In this paper, we propose an easy-to-implement passive liquid valve (PLV) for the microfluidic compact-disc (CD). This valve can be implemented by introducing venting chambers to control the air flow of the source and destination chambers. The PLV mechanism is based on equalizing the main forces acting on the microfluidic CD (i.e., the centrifugal and capillary forces) to control the burst frequency of the source chamber liquid. For a better understanding of the physics behind the proposed PLV, an analytical model is described. Moreover, three parameters that control the effectiveness of the proposed valve, i.e., the liquid height, liquid density, and venting chamber position with respect to the CD center, are tested experimentally.
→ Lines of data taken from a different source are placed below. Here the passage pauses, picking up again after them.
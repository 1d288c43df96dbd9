//! react-python: PyO3 Python bindings for the REACT utility crates.
//!
//! This crate provides the `react` extension module consumed by the
//! Python analysis pipeline, using PyO3 and numpy for array exchange.

use numpy::{AllowTypeChange, IntoPyArray, PyArray2, PyArray3, PyArrayLikeDyn, PyReadonlyArrayDyn};
use pyo3::exceptions::{
    PyFileExistsError, PyFileNotFoundError, PyIOError, PyPermissionError, PyValueError,
};
use pyo3::prelude::*;
use std::path::Path;

/// Converts a react-core error to the matching Python exception.
fn to_py_err(err: react_core::Error) -> PyErr {
    use react_core::Error;
    match &err {
        Error::AlreadyExists { .. } => PyFileExistsError::new_err(err.to_string()),
        Error::PermissionDenied { .. } => PyPermissionError::new_err(err.to_string()),
        Error::NotFound { .. } => PyFileNotFoundError::new_err(err.to_string()),
        Error::InvalidShape { .. }
        | Error::EmptyIntensityRange
        | Error::ConstantIntensity(_) => PyValueError::new_err(err.to_string()),
        Error::Io(_) => PyIOError::new_err(err.to_string()),
    }
}

/// Check that a file can be written, raising on any obstacle.
///
/// Raises FileExistsError when the file exists and `force` is not set,
/// PermissionError when the file or its parent directory is not writable,
/// and FileNotFoundError when the parent directory does not exist.
#[pyfunction]
#[pyo3(signature = (fpath, force=false))]
fn check_can_write_file(fpath: &str, force: bool) -> PyResult<()> {
    react_core::check_can_write_file(Path::new(fpath), force).map_err(to_py_err)
}

/// Normalize the positive voxels of a 3-D volume into [0, 1].
///
/// Requires a float64 ndarray; raises ValueError when the array is not
/// 3-dimensional or its positive intensity range is degenerate.
#[pyfunction]
fn normalize_3d_volume<'py>(
    py: Python<'py>,
    v: PyReadonlyArrayDyn<'py, f64>,
) -> PyResult<Bound<'py, PyArray3<f64>>> {
    let normalized = react_core::normalize_3d_volume_dyn(v.as_array()).map_err(to_py_err)?;
    Ok(normalized.into_pyarray(py))
}

/// Flatten a 4-D (X, Y, Z, T) time series into a (X*Y*Z, T) matrix.
///
/// Accepts any array-like (nested sequences included); raises ValueError
/// when the converted array is not 4-dimensional.
#[pyfunction]
fn volume4d_to_matrix<'py>(
    py: Python<'py>,
    v: PyArrayLikeDyn<'py, f64, AllowTypeChange>,
) -> PyResult<Bound<'py, PyArray2<f64>>> {
    let matrix = react_core::volume4d_to_matrix_dyn(v.as_array()).map_err(to_py_err)?;
    Ok(matrix.into_pyarray(py))
}

/// Python module for the REACT utilities.
#[pymodule]
fn react(m: &Bound<'_, PyModule>) -> PyResult<()> {
    m.add("__version__", react_core::VERSION)?;
    m.add_function(wrap_pyfunction!(check_can_write_file, m)?)?;
    m.add_function(wrap_pyfunction!(normalize_3d_volume, m)?)?;
    m.add_function(wrap_pyfunction!(volume4d_to_matrix, m)?)?;
    Ok(())
}
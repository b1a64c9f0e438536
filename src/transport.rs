//! Transport session to the ingestion host.
//!
//! The session resolves and dials the configured endpoint, then runs an
//! HTTP/1.1 client connection over that very socket. Every following push is
//! sent on it until it fails or the peer closes it. Calling
//! [`TransportSession::ensure_connected`] on a live session is a no-op.

use std::io;
use std::net::SocketAddr;
use std::time::Duration;

use http_body_util::Full;
use hyper::body::Bytes;
use hyper::client::conn::http1::{self, SendRequest};
use hyper_util::rt::TokioIo;
use tokio::net::{lookup_host, TcpStream};
use tracing::{debug, info, warn};

use crate::config::Config;

/// Errors that can occur while connecting to the ingestion host.
#[derive(Debug)]
pub enum TransportError {
    /// Host name resolution failed
    Resolve { host: String, source: io::Error },

    /// Host name resolved to an empty address list
    NoAddress { host: String },

    /// TCP connect was refused or failed
    Connect { addr: SocketAddr, source: io::Error },

    /// TCP connect did not finish in time
    ConnectTimeout { addr: SocketAddr, timeout: Duration },

    /// The HTTP connection could not be set up on the socket
    Handshake(hyper::Error),
}

impl std::fmt::Display for TransportError {
    fn fmt(&self, f: &mut std::fmt::Formatter<'_>) -> std::fmt::Result {
        match self {
            TransportError::Resolve { host, source } => {
                write!(f, "Failed to resolve {}: {}", host, source)
            }
            TransportError::NoAddress { host } => write!(f, "No address found for {}", host),
            TransportError::Connect { addr, source } => {
                write!(f, "Failed to connect to {}: {}", addr, source)
            }
            TransportError::ConnectTimeout { addr, timeout } => {
                write!(f, "Connecting to {} timed out after {:?}", addr, timeout)
            }
            TransportError::Handshake(e) => write!(f, "HTTP handshake failed: {}", e),
        }
    }
}

impl std::error::Error for TransportError {
    fn source(&self) -> Option<&(dyn std::error::Error + 'static)> {
        match self {
            TransportError::Resolve { source, .. } | TransportError::Connect { source, .. } => {
                Some(source)
            }
            TransportError::Handshake(e) => Some(e),
            _ => None,
        }
    }
}

/// An established session: the request handle and the address it talks to.
#[derive(Debug)]
struct Connection {
    sender: SendRequest<Full<Bytes>>,
    peer: SocketAddr,
}

/// Owned connection to the ingestion host.
#[derive(Debug)]
pub struct TransportSession {
    host: String,
    port: u16,
    connect_timeout: Duration,
    request_timeout: Duration,
    connection: Option<Connection>,
    dial_attempts: u64,
}

impl TransportSession {
    /// Create a disconnected session for the configured endpoint.
    pub fn new(config: &Config) -> Self {
        Self::with_settings(
            config.server_host.clone(),
            config.server_port,
            config.connect_timeout,
            config.request_timeout,
        )
    }

    /// Create a disconnected session with explicit settings.
    pub fn with_settings(
        host: impl Into<String>,
        port: u16,
        connect_timeout: Duration,
        request_timeout: Duration,
    ) -> Self {
        Self {
            host: host.into(),
            port,
            connect_timeout,
            request_timeout,
            connection: None,
            dial_attempts: 0,
        }
    }

    /// Connect unless already connected.
    ///
    /// A session whose socket was closed by the peer counts as disconnected
    /// and is dialed again.
    ///
    /// # Errors
    ///
    /// Returns `TransportError` if the host cannot be resolved or dialed. The
    /// session is left disconnected so the next call starts over.
    pub async fn ensure_connected(&mut self) -> Result<(), TransportError> {
        if let Some(conn) = &self.connection {
            if !conn.sender.is_closed() {
                debug!(peer = %conn.peer, "Reusing established session");
                return Ok(());
            }
            debug!(peer = %conn.peer, "Peer closed the session");
            self.connection = None;
        }

        self.dial_attempts += 1;
        match self.dial().await {
            Ok(conn) => {
                info!(host = %self.host, peer = %conn.peer, "Connected to ingestion host");
                self.connection = Some(conn);
                Ok(())
            }
            Err(e) => {
                warn!(host = %self.host, port = self.port, error = %e, "Connect failed");
                self.connection = None;
                Err(e)
            }
        }
    }

    async fn dial(&self) -> Result<Connection, TransportError> {
        let addr = lookup_host((self.host.as_str(), self.port))
            .await
            .map_err(|source| TransportError::Resolve {
                host: self.host.clone(),
                source,
            })?
            .next()
            .ok_or_else(|| TransportError::NoAddress {
                host: self.host.clone(),
            })?;

        let stream = tokio::time::timeout(self.connect_timeout, TcpStream::connect(addr))
            .await
            .map_err(|_| TransportError::ConnectTimeout {
                addr,
                timeout: self.connect_timeout,
            })?
            .map_err(|source| TransportError::Connect { addr, source })?;
        if let Err(e) = stream.set_nodelay(true) {
            debug!(error = %e, "Could not disable Nagle on session socket");
        }

        let (sender, connection) = http1::handshake(TokioIo::new(stream))
            .await
            .map_err(TransportError::Handshake)?;

        // Drives socket IO; ends when the socket closes or the sender is dropped.
        tokio::spawn(async move {
            if let Err(e) = connection.await {
                debug!(peer = %addr, error = %e, "Session connection ended with error");
            }
        });

        Ok(Connection { sender, peer: addr })
    }

    /// Drop the connection; the next `ensure_connected` dials again.
    pub fn disconnect(&mut self) {
        if let Some(conn) = self.connection.take() {
            debug!(peer = %conn.peer, "Session closed");
        }
    }

    pub fn is_connected(&self) -> bool {
        self.connection
            .as_ref()
            .is_some_and(|conn| !conn.sender.is_closed())
    }

    /// Request handle bound to the connected socket.
    pub fn sender(&mut self) -> Option<&mut SendRequest<Full<Bytes>>> {
        self.connection.as_mut().map(|c| &mut c.sender)
    }

    /// Address the session is connected to.
    pub fn peer(&self) -> Option<SocketAddr> {
        self.connection.as_ref().map(|c| c.peer)
    }

    /// Number of times the endpoint has actually been dialed.
    pub fn dial_attempts(&self) -> u64 {
        self.dial_attempts
    }

    pub fn host(&self) -> &str {
        &self.host
    }

    pub fn port(&self) -> u16 {
        self.port
    }

    /// Upper bound for one exchange on this session.
    pub fn request_timeout(&self) -> Duration {
        self.request_timeout
    }

    /// Value of the `Host` header for requests on this session.
    pub fn authority(&self) -> String {
        if self.port == 80 {
            self.host.clone()
        } else {
            format!("{}:{}", self.host, self.port)
        }
    }
}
To demonstrate the ability of the proposed PLV valve, microfluidic liquid switching and liquid metering are performed. In addition, a Bradford assay is performed to measure the protein concentration and evaluated in comparison to the benchtop procedure. The result shows that the proposed valve can be implemented in any microfluidic process that requires simplicity and accuracy. Moreover, the developed valve increases the flexibility of the centrifugal CD platform for passive control of the liquid flow without the need for an external force or trigger.